The small sample size in this study reflects the challenges of recruiting in this young population and was a limitation of the study. The study aimed to enroll 30 preschool-aged children, anticipating that there would be approximately 20 completers. Recruiting was left open for a 2-year period. During that time, we were unable to meet our original target number of children. In addition, our PK analysis was limited by the number of blood draws permitted in this young population; for example, we were unable to fully characterize the elimination phase. Given these two primary limitations, the estimate of AUC0-inf and half-life must be interpreted cautiously. The interpretation of the data should include additional prospective safety and efficacy information, when available, for this population.
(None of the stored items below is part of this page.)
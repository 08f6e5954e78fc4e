//! `tracing` subscriber setup

use crate::config::CliConfig;
use tracing_subscriber::{layer::SubscriberExt, util::SubscriberInitExt, EnvFilter};

/// Build the log filter: `RUST_LOG` when set, otherwise the verbosity level.
#[must_use]
pub fn env_filter(config: &CliConfig) -> EnvFilter {
    EnvFilter::try_from_default_env()
        .unwrap_or_else(|_| EnvFilter::new(config.verbosity.log_directive()))
}

/// Install a stderr fmt subscriber. Later calls are no-ops.
pub fn init(config: &CliConfig) {
    // A subscriber already installed (tests, embedding) keeps running.
    tracing_subscriber::registry()
        .with(env_filter(config))
        .with(
            tracing_subscriber::fmt::layer()
                .with_writer(std::io::stderr)
                .with_ansi(config.color.should_color())
                .with_target(false),
        )
        .try_init()
        .ok();
}

#[cfg(test)]
mod tests {
    use super::*;
    use crate::config::Verbosity;

    #[test]
    fn test_filter_follows_verbosity() {
        if std::env::var_os("RUST_LOG").is_some() {
            return;
        }
        let config = CliConfig::new().with_verbosity(Verbosity::Debug);
        assert_eq!(env_filter(&config).to_string(), "debug");
    }

    #[test]
    fn test_init_twice_is_harmless() {
        let config = CliConfig::new();
        init(&config);
        init(&config);
    }
}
Profiles of MPH exposure suggest that the biphasic release of MPH-MLR is similar in the younger (4 to < 6 years of age) and older (6–11 years of age) children. The younger children did have exposure to MPH that was approximately twofold higher than that observed in the older children, likely due to differences in MPH CL in the two populations, and although the number of subjects in the study is small, exposures and partial AUCs from results should provide meaningful information to clinicians and regulators on in vivo PK of MPH-MLR in preschool children with ADHD.

5 Conclusion

In preschool children aged 4 to < 6 years, MPH-MLR 10–20 mg provides MPH PK profiles concordant with MPH-MLR 10–60 mg in children aged 6–11 years. Preschool-aged children enrolled in this study had a lower Vd and relatively higher systemic MPH levels than has been observed in older children. Dose-normalized maximum and total MPH exposure, as measured by Cmax/dose and AUC0–t/dose, were similar across dose groups. Further, this study may be the first reporting of MPH partial AUCs in children with ADHD 4 to < 6 years of age. MPH-MLR was well tolerated at all doses, including some MPH doses that were higher than previously studied in preschool-aged children.